%%

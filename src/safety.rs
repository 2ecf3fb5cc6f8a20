//! Safe-state supervision.
//!
//! The [`SafetyMonitor`] decides when every actuator must be forced off and
//! keeps the inactivity timer. The forcing itself is done by the
//! [`RoomController`](crate::controller::RoomController); the monitor only
//! reports [`Trip`]s and logs each one once.
//!
//! # Trip Conditions
//!
//! - WiFi went from connected to disconnected
//! - Broker session lost
//! - No command for `inactivity_timeout_ms` while the broker is connected
//!   (fires once, then stays latched until the next command)
//! - Explicit `STOP`

use core::fmt;

use log::error;

use crate::config::SafetyConfig;

/// Reason all actuators were forced off.
#[derive(Clone, Copy, Debug, PartialEq, Eq)]
pub enum Trip {
    /// WiFi link dropped.
    WifiLost,
    /// Broker session dropped.
    BrokerLost,
    /// No command within the inactivity timeout.
    Inactivity,
    /// `STOP` received.
    EmergencyStop,
    /// Unrecoverable network failure, restart follows.
    Fatal,
}

impl fmt::Display for Trip {
    fn fmt(&self, f: &mut fmt::Formatter<'_>) -> fmt::Result {
        f.write_str(match self {
            Trip::WifiLost => "WiFi lost",
            Trip::BrokerLost => "MQTT broker lost",
            Trip::Inactivity => "no command received within timeout",
            Trip::EmergencyStop => "emergency stop",
            Trip::Fatal => "fatal network failure",
        })
    }
}

/// Inactivity timer and trip log.
///
/// # Example
///
/// ```rust
/// use room_fx::safety::{SafetyMonitor, Trip};
/// use room_fx::config::SafetyConfig;
///
/// let mut safety = SafetyMonitor::new(&SafetyConfig::default().with_inactivity_timeout_ms(1_000), 0);
///
/// assert_eq!(safety.check_inactivity(999, true), None);
/// assert_eq!(safety.check_inactivity(1_000, true), Some(Trip::Inactivity));
/// // Latched until the next command
/// assert_eq!(safety.check_inactivity(5_000, true), None);
///
/// safety.note_command(5_000);
/// assert_eq!(safety.check_inactivity(6_000, true), Some(Trip::Inactivity));
/// ```
#[derive(Clone, Debug)]
pub struct SafetyMonitor {
    inactivity_timeout_ms: u32,
    last_command_ms: u64,
    inactivity_latched: bool,
    last_trip: Option<Trip>,
    trip_count: u32,
}

impl SafetyMonitor {
    /// Create a monitor whose inactivity timer starts at `now_ms`.
    pub fn new(config: &SafetyConfig, now_ms: u64) -> Self {
        Self {
            inactivity_timeout_ms: config.inactivity_timeout_ms,
            last_command_ms: now_ms,
            inactivity_latched: false,
            last_trip: None,
            trip_count: 0,
        }
    }

    /// A valid command arrived: restart the timer and re-arm the trip.
    pub fn note_command(&mut self, now_ms: u64) {
        self.last_command_ms = now_ms;
        self.inactivity_latched = false;
    }

    /// The broker (re)connected: restart the timer.
    pub fn on_broker_connected(&mut self, now_ms: u64) {
        self.last_command_ms = now_ms;
        self.inactivity_latched = false;
    }

    /// Returns `Some(Trip::Inactivity)` exactly once per quiet period.
    ///
    /// Never trips while the broker is disconnected or when the timeout is 0.
    pub fn check_inactivity(&mut self, now_ms: u64, broker_connected: bool) -> Option<Trip> {
        if self.inactivity_timeout_ms == 0 || !broker_connected || self.inactivity_latched {
            return None;
        }
        if now_ms.saturating_sub(self.last_command_ms) < u64::from(self.inactivity_timeout_ms) {
            return None;
        }
        self.inactivity_latched = true;
        Some(self.trip(Trip::Inactivity))
    }

    /// Record and log a trip.
    pub fn trip(&mut self, reason: Trip) -> Trip {
        error!("safety stop: {}, all outputs off", reason);
        self.last_trip = Some(reason);
        self.trip_count = self.trip_count.saturating_add(1);
        reason
    }

    /// Most recent trip, if any.
    pub fn last_trip(&self) -> Option<Trip> {
        self.last_trip
    }

    /// Number of trips since start.
    pub fn trip_count(&self) -> u32 {
        self.trip_count
    }

    /// Time of the last command (or broker connect).
    pub fn last_command_ms(&self) -> u64 {
        self.last_command_ms
    }
}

%%

> **WHAT TO WORK ON**: The answer should consist of the lines from the one with "self.trip_count = self.trip_count.saturating_add(1);" through the last line of the entries, duplicated exactly and nothing more.

> **SOLUTION TO THIS PROBLEM**:
        self.trip_count = self.trip_count.saturating_add(1);
        reason
    }

    /// Most recent trip, if any.
    pub fn last_trip(&self) -> Option<Trip> {
        self.last_trip
    }

    /// Number of trips since start.
    pub fn trip_count(&self) -> u32 {
        self.trip_count
    }

    /// Time of the last command (or broker connect).
    pub fn last_command_ms(&self) -> u64 {
        self.last_command_ms
    }
}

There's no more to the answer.